Les Etats membres de l'Union européenne viennent de réaliser que contre un fléau comme le spam, il était bon d'allier ses forces. Les autorités ''antispam'' de 13 pays européens ont ainsi convenu...

Les Etats membres de l'Union européenne viennent de réaliser que contre un fléau comme le spam, il était bon d'allier ses forces. Les autorités "antispam" de 13 pays européens ont ainsi convenu de partager les informations et d'instruire les plaintes au-delà des frontières afin de combattre au niveau européen l'envoi non sollicité de courriels. Elles coopéreront dans l'instruction des plaintes déposées en n'importe quel point du territoire de l'UE afin de repérer et de poursuivre plus facilement les "spammeurs".
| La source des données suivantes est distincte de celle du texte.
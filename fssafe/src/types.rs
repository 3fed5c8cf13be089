//! Capability traits and stream handle types

use crate::error::Result;
use std::io::{self, Read, Write};

/// A stream handle that must be closed explicitly.
pub trait Close {
    /// Close the handle.
    ///
    /// For writers, this is where the new generation is committed. Only the
    /// first call does anything; later calls return `Ok(())`.
    ///
    /// # Errors
    /// Returns [`crate::Error::CommitFailed`] if a writer cannot commit.
    fn close(&mut self) -> Result<()>;

    /// Whether `close` has been called.
    fn is_closed(&self) -> bool;
}

/// Readable, closable stream of a committed artifact
pub trait ReadClose: Read + Close {}

impl<T: Read + Close> ReadClose for T {}

/// Writable, closable stream of a not yet committed generation
pub trait WriteClose: Write + Close {}

impl<T: Write + Close> WriteClose for T {}

pub type BoxReader = Box<dyn ReadClose + Send>;
pub type BoxWriter = Box<dyn WriteClose + Send>;

/// Capability to read the current artifact.
pub trait Loader: Send + Sync {
    /// Open a reader over the artifact as it is right now.
    ///
    /// # Errors
    /// - [`crate::Error::NotFound`] if nothing was ever committed
    /// - [`crate::Error::LoadFailed`] for any other failure
    fn loader(&self) -> Result<BoxReader>;
}

/// Capability to produce a new artifact.
pub trait Saver: Send + Sync {
    /// Open a writer for a new generation.
    ///
    /// The artifact is replaced only when the writer is closed successfully.
    ///
    /// # Errors
    /// Returns [`crate::Error::SaveUnavailable`] if the staging area cannot be prepared.
    fn saver(&self) -> Result<BoxWriter>;
}

/// Both capabilities together.
pub trait LoaderSaver: Loader + Saver {}

impl<T: Loader + Saver> LoaderSaver for T {}

/// Read the whole artifact and close the reader.
///
/// Returns `Ok(None)` when there is no artifact yet.
///
/// # Errors
/// Any load failure other than not-found, and read errors.
pub fn load_bytes<L: Loader + ?Sized>(loader: &L) -> io::Result<Option<Vec<u8>>> {
    let mut reader = match loader.loader() {
        Ok(reader) => reader,
        Err(e) if e.is_not_found() => return Ok(None),
        Err(e) => return Err(e.into()),
    };
    let mut data = Vec::new();
    reader.read_to_end(&mut data)?;
    reader.close()?;
    Ok(Some(data))
}

/// Write `data` as the new artifact and commit it.
///
/// If writing fails the writer is dropped unclosed, so nothing is committed.
///
/// # Errors
/// Save, write and commit failures.
pub fn save_bytes<S: Saver + ?Sized>(saver: &S, data: &[u8]) -> io::Result<()> {
    let mut writer = saver.saver()?;
    writer.write_all(data)?;
    writer.close()?;
    Ok(())
}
Saluant cet accord, la commissaire à la société de l'information Viviane Reding a instamment invité tous les États membres de l'UE à en devenir partie : "Les autorités des États membres chargées de faire appliquer la loi doivent être en mesure de réagir efficacement aux spams venus d'autres pays de l'UE, même si la plupart proviennent pour l'instant de pays tiers. Parallèlement à cet accord, nous travaillons en coopération avec les pays tiers sur une base bilatérale et dans des forums internationaux comme l'OCDE et l'Union Internationale des Télécommunications".
L'accord volontaire, qui définit une procédure commune pour traiter les plaintes transfrontalières relatives aux spams, a déjà été accepté par les autorités compétentes de l'Autriche , de Chypre , de la Belgique , de la République tchèque , du Danemark , de la France , de la Grèce , de l'Italie , de la Lituanie , de l'Espagne , de Malte, des Pays-Bas et de l'Irlande .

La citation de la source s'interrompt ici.